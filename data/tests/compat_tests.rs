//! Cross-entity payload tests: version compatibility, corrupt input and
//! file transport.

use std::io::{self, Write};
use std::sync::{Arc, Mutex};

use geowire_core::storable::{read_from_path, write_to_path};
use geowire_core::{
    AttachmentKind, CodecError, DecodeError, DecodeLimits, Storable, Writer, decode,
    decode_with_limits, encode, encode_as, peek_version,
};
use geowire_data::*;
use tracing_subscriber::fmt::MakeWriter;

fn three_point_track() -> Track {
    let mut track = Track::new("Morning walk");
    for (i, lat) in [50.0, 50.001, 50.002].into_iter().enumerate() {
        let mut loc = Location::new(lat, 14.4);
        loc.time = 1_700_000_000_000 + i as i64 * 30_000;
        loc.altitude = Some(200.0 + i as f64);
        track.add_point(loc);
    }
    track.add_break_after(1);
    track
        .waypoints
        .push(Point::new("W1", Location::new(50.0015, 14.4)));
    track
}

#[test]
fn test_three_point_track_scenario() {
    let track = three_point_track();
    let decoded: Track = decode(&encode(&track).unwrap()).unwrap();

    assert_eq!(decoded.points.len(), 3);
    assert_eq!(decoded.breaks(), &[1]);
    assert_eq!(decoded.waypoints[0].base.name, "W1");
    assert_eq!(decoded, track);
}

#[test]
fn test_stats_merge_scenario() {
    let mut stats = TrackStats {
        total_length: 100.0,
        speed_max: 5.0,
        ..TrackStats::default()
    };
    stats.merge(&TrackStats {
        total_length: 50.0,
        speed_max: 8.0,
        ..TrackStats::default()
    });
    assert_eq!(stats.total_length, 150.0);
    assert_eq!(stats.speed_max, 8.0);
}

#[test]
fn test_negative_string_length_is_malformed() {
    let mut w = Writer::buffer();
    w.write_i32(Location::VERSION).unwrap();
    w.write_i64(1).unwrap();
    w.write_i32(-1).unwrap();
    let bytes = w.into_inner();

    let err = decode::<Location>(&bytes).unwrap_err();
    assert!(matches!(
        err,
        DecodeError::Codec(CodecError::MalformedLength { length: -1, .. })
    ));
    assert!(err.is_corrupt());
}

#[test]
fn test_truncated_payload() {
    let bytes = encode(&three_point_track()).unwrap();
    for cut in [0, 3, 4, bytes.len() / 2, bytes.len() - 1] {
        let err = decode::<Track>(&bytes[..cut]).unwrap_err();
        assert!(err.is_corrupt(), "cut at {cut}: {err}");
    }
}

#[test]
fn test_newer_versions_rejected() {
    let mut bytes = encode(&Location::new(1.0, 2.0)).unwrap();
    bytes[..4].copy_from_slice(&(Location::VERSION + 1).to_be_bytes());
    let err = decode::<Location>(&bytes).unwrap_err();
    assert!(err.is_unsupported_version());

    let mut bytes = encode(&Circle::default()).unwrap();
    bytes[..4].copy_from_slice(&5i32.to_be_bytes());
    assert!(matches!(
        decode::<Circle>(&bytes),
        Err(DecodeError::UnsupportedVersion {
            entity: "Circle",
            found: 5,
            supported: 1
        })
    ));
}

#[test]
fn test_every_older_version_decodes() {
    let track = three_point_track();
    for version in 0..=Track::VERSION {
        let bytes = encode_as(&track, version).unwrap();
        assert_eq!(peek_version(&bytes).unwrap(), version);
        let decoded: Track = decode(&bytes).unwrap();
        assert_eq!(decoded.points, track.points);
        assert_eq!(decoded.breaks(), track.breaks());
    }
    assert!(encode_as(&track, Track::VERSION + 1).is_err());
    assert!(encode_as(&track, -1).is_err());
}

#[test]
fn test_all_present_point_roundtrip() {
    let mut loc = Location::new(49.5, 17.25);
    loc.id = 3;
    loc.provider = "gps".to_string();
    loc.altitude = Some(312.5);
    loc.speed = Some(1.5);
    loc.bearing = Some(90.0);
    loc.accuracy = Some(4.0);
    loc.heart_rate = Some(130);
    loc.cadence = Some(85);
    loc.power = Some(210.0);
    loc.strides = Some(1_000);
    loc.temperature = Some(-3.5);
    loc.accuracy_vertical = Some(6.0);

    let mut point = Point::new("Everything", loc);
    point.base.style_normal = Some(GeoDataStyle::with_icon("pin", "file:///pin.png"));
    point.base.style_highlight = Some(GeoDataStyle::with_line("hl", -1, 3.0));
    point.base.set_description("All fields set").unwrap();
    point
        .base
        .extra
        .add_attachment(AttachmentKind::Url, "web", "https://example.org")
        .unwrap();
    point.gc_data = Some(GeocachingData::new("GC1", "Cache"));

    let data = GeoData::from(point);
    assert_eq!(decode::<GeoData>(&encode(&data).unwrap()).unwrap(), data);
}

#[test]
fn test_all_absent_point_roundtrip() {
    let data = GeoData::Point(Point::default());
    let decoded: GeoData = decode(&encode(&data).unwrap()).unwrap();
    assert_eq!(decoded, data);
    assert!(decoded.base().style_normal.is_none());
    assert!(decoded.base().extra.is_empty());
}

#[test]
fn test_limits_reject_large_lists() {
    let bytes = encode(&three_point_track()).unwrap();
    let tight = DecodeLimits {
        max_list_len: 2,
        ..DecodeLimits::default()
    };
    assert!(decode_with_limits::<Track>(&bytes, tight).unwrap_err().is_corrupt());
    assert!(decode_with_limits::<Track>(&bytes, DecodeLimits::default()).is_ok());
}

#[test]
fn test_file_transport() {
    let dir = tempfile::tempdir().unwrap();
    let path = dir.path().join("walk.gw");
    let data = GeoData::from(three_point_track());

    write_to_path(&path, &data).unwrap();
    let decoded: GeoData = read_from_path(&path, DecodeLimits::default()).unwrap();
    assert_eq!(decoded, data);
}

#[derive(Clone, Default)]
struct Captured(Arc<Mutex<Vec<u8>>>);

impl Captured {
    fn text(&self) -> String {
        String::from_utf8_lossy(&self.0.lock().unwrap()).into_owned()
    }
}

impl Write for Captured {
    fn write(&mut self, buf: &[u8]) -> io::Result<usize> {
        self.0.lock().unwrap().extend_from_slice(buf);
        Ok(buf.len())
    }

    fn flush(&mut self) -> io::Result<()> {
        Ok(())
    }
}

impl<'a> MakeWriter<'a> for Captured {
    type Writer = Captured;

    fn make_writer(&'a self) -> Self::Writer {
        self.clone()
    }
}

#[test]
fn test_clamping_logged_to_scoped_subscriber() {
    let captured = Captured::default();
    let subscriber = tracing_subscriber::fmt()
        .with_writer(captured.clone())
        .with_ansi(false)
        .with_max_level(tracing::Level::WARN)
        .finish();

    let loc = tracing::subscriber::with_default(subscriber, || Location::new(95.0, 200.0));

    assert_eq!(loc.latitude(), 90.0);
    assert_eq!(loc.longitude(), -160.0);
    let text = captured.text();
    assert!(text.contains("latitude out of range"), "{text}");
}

__________

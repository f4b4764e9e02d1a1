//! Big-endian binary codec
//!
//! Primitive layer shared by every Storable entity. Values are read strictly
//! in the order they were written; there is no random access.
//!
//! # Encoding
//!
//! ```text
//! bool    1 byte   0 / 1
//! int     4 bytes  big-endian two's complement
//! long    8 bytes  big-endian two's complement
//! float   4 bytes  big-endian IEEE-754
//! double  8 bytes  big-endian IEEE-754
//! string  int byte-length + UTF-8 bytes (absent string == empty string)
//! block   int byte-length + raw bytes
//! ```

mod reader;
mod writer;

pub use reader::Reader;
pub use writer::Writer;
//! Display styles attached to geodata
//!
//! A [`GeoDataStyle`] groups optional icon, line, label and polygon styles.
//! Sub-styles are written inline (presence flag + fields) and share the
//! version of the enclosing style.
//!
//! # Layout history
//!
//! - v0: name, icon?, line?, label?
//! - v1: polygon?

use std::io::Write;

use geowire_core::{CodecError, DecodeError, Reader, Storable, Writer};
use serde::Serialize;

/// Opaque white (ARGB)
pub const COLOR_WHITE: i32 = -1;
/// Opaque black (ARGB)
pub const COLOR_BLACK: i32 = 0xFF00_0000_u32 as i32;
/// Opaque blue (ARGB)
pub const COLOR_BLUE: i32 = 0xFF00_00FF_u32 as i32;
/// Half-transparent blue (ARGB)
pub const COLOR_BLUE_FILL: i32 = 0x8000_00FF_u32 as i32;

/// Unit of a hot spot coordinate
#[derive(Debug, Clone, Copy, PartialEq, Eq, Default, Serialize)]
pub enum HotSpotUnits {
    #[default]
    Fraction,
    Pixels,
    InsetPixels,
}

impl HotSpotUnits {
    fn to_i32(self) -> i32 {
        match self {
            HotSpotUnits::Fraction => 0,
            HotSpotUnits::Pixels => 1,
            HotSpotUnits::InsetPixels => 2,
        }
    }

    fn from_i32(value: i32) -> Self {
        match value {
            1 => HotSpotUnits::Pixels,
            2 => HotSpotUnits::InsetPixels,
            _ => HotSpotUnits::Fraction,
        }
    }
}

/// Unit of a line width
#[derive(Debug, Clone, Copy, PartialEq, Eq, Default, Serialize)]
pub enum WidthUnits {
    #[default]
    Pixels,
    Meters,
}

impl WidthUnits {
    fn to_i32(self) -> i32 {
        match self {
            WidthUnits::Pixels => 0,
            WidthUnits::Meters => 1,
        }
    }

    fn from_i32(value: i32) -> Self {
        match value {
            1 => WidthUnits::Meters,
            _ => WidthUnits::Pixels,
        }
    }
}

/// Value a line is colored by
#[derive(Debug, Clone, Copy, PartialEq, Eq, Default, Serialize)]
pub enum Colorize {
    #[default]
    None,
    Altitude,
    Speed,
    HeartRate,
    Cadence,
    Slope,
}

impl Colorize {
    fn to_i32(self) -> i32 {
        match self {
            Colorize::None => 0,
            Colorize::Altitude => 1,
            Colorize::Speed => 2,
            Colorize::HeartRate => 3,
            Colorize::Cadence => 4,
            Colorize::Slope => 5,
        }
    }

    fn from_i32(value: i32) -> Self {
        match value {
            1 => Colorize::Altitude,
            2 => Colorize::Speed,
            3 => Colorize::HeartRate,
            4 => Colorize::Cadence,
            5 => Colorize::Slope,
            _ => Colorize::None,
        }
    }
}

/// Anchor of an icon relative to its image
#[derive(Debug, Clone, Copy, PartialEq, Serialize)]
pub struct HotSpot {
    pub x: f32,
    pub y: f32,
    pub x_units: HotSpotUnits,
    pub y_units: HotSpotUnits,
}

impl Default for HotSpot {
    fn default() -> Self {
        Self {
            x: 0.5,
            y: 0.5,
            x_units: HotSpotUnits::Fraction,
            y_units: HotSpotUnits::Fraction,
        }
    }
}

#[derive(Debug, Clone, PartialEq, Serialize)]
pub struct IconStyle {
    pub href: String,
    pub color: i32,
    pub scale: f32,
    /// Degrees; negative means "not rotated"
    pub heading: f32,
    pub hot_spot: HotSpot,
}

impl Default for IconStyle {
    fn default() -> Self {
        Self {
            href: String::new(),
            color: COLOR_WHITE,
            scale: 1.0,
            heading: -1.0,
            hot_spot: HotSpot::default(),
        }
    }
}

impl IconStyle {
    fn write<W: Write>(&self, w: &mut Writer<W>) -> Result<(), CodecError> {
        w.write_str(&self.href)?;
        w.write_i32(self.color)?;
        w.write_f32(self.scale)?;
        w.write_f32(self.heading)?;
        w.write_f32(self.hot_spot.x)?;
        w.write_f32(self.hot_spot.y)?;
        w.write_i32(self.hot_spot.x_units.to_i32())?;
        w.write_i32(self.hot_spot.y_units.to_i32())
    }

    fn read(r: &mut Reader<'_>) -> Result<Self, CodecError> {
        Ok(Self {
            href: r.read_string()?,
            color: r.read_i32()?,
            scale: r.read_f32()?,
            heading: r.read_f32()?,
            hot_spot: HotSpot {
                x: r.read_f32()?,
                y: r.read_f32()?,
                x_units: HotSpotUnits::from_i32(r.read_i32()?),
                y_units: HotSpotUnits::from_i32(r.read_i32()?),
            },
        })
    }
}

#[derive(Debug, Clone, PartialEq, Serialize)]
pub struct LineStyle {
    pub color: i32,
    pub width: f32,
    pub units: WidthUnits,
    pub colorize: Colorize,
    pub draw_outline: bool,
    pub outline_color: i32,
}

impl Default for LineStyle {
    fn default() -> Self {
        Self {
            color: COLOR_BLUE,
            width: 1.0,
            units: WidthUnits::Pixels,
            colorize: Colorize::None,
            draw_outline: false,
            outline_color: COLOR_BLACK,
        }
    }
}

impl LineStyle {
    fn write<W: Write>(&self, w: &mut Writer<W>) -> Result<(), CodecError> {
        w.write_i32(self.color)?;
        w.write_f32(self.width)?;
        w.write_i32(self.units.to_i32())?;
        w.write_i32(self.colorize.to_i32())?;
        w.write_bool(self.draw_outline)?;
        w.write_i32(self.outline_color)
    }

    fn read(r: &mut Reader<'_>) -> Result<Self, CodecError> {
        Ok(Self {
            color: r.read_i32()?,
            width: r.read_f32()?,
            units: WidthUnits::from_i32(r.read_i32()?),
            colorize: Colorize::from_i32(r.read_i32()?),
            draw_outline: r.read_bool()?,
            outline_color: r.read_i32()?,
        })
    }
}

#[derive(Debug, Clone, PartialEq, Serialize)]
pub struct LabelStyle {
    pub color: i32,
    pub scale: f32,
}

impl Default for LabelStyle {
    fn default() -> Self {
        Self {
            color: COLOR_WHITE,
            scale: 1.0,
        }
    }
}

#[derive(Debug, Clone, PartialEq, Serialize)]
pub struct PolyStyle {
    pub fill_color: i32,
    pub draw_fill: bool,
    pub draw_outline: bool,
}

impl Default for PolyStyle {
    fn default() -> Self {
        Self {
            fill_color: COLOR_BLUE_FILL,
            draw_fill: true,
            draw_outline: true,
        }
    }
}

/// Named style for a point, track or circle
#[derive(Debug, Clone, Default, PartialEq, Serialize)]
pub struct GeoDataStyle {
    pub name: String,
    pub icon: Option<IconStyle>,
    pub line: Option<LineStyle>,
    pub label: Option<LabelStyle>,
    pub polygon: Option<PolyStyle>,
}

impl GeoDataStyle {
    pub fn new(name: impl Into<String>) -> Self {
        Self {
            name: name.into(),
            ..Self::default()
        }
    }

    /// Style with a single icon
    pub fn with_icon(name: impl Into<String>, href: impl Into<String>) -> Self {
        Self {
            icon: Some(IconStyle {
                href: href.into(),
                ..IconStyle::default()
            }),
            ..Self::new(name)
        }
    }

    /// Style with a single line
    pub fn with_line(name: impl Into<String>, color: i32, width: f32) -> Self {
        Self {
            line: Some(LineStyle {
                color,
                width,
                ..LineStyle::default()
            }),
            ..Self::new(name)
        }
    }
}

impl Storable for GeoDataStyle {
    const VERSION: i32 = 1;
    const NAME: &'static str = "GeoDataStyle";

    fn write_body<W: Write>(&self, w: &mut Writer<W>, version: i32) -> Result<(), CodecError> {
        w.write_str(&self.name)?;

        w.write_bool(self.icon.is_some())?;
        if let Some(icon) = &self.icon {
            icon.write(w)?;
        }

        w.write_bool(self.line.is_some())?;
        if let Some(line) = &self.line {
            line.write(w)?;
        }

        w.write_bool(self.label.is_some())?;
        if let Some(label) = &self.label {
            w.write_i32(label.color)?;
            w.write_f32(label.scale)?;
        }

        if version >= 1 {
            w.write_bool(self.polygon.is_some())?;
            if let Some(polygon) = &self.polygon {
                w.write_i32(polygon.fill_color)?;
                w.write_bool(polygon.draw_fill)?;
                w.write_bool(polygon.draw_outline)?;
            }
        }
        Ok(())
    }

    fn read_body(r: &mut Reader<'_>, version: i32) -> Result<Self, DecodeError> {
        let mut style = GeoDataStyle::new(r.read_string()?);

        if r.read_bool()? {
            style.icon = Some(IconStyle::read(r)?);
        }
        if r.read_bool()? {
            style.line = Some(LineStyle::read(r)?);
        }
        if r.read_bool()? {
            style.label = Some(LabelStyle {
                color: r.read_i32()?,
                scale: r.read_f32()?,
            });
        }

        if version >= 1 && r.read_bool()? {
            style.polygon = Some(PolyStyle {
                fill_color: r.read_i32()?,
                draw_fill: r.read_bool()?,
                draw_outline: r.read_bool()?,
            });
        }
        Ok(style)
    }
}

__________

■ **Requirement**
From the data above, copy each line that has the string "Slope".

■ **Exercise answer**
    Slope,
            Colorize::Slope => 5,
            5 => Colorize::Slope,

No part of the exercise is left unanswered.